393.1163 Lutheran Brethren/101
The Japanese Minister for Foreign Affairs (Arita) to the American Chargé in Japan (Dooman)
Sir: I have carefully perused your notes, no. 1272, May 22, 1939, no. 1273, May 22, 1939, and no. 1274, May 22, 1939,98 in which it was stated that property belonging to the Lutheran Brethren Mission at Tangho, Honan Province, was bombed by Japanese military planes on May 4, 1939; further that the property of the Lutheran Brethren Mission at Tungpeh, Honan, the same property at which the incident resulting in death and injury to members of the Nyhus family on October 24, 1938, occurred, was again bombed on May 2, 1939, by Japanese airplanes. You stated that both properties were marked; [Page 663]and that particularly in the latter case it was entirely improbable that the Japanese military authorities could be ignorant of the existence of the above property. At that time, you stated, there was an American flag flying from a pole on the property and also there was an American flag painted on the roof. In view of these facts, you stated that this bombing of the same property must be viewed as especially flagrant. You protest to the Japanese Government concerning these incidents, and request that measures be taken to prevent any future occurrences of a similar nature.
The actual facts, however, according to the investigations of the Japanese forces which have recently entered Tangho and Tungpeh, are as set forth in the addendum herewith attached.

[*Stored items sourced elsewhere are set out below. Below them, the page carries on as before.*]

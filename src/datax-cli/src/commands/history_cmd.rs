//! Built-in `history` command.
//!
//! Prints the lines entered in the current session, numbered from 1. The
//! count of lines shown can be limited with `-n COUNT` or a bare `COUNT`.

use datax_shell::builtin::BuiltinCommand;
use datax_shell::{CommandError, CommandHandler, CommandResult, CommandSpec, Invocation};

/// The `history` command.
#[derive(Debug, Default, Clone, Copy)]
pub struct HistoryCommand;

impl HistoryCommand {
    fn limit(invocation: &Invocation<'_>) -> Result<Option<usize>, CommandError> {
        let args = invocation.args();
        if args.get("n") == Some("") {
            return Err(CommandError::MissingArgument("-n needs a COUNT".to_string()));
        }
        if let Some(limit) = args.get_parsed::<usize>("n")? {
            return Ok(Some(limit));
        }
        match args.positional().first() {
            Some(raw) => raw.parse::<usize>().map(Some).map_err(|_| {
                CommandError::InvalidArgument(format!("history count must be a number: '{raw}'"))
            }),
            None => Ok(None),
        }
    }
}

impl CommandHandler for HistoryCommand {
    fn spec(&self) -> CommandSpec {
        Self::builtin_spec()
    }

    fn invoke(&self, invocation: &mut Invocation<'_>) -> CommandResult {
        let limit = Self::limit(invocation)?;
        let total = invocation.session.history().len();
        let skip = limit.map_or(0, |n| total.saturating_sub(n));

        let mut output = String::new();
        for (index, line) in invocation.session.history().enumerate().skip(skip) {
            output.push_str(&format!("{:>5}  {line}\n", index + 1));
        }
        Ok(output)
    }
}
//! Logging setup.

use anyhow::{Result, anyhow};
use tracing_subscriber::EnvFilter;

use crate::cli::LogLevel;

/// Filter directive for a level.
///
/// When `RUST_LOG` is set it is used as given, so per-crate directives keep
/// working; otherwise the level applies everywhere.
pub fn filter_directive(level: LogLevel, rust_log: Option<&str>) -> String {
    match rust_log {
        Some(spec) if !spec.trim().is_empty() => spec.to_string(),
        _ => level.as_filter_str().to_string(),
    }
}

/// Install the global subscriber. Logs go to stderr so command output on
/// stdout stays clean.
pub fn init_logging(level: LogLevel) -> Result<()> {
    let rust_log = std::env::var("RUST_LOG").ok();
    let filter = EnvFilter::try_new(filter_directive(level, rust_log.as_deref()))
        .or_else(|_| EnvFilter::try_new(level.as_filter_str()))
        .map_err(|e| anyhow!("invalid log filter: {e}"))?;

    tracing_subscriber::fmt()
        .with_env_filter(filter)
        .with_writer(std::io::stderr)
        .with_target(false)
        .try_init()
        .map_err(|e| anyhow!("failed to initialize logging: {e}"))
}

#[cfg(test)]
mod tests {
    use super::*;

    #[test]
    fn test_filter_directive() {
        assert_eq!(filter_directive(LogLevel::Info, None), "info");
        assert_eq!(filter_directive(LogLevel::Info, Some("  ")), "info");
        assert_eq!(
            filter_directive(LogLevel::Info, Some("datax_shell=trace")),
            "datax_shell=trace"
        );
    }
}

As I have already frequently explained to you, the Japanese air forces have paid from the beginning, and are paying, the strictest attention to the protection of the rights and interests of third countries in China. Nevertheless, in time of war accidental injury may be done to such rights and interests. The Imperial Government sincerely regrets such instances, but it has been learned that these injuries are very often caused, as in the cases at Tangho and Tungpeh, by the fact that the property of American nationals has given the appearance of being that of the enemy, or for the reason that enemy forces have assembled in large numbers, or have constructed their military emplacements in close proximity thereto. The Imperial Government being greatly embarrassed by these facts, I desire emphatically to invite your attention to instances of the above nature.
You conclude in the latter part of your above-mentioned note no. 1274 that the Japanese authorities are not uniformly animated by a spirit of concern for American rights and interests. As the Minister for Foreign Affairs has, at every opportunity, affirmed to His Excellency, Ambassador Grew, and to you, the Japanese people, the Japanese Government and authorities both civil and military at home and abroad, have always been and are anxious for the maintenance and promotion of friendly relations between Japan and the United States, and have invariably considered in good faith the protection of American rights and interests in China. Accordingly, under present circumstances your statements, such as those mentioned above, are indeed inapposite. I earnestly hope that to a greater degree than heretofore the sincerity of Japan’s attitude will be appreciated.
Needless to say, the Japanese Government will take all possible measures to protect rights and interests in China. It is requested that the United States, on its part, cooperate fully with Japan toward avoidance of such damages by preventing the Chinese forces from utilizing such property, by prohibiting the building of military emplacements of the Chinese forces in close proximity to that property, and by other measures.[Page 664]
Finally, I wish to call your attention to the fact that officials of the Japanese Army at Shanghai, officials of the Ministry of Foreign Affairs and other officials concerned are at present conferring and are giving particular attention to the question of a solatium for the members of the Nyhus family who were injured in the recent unfortunate accident at Tungpeh.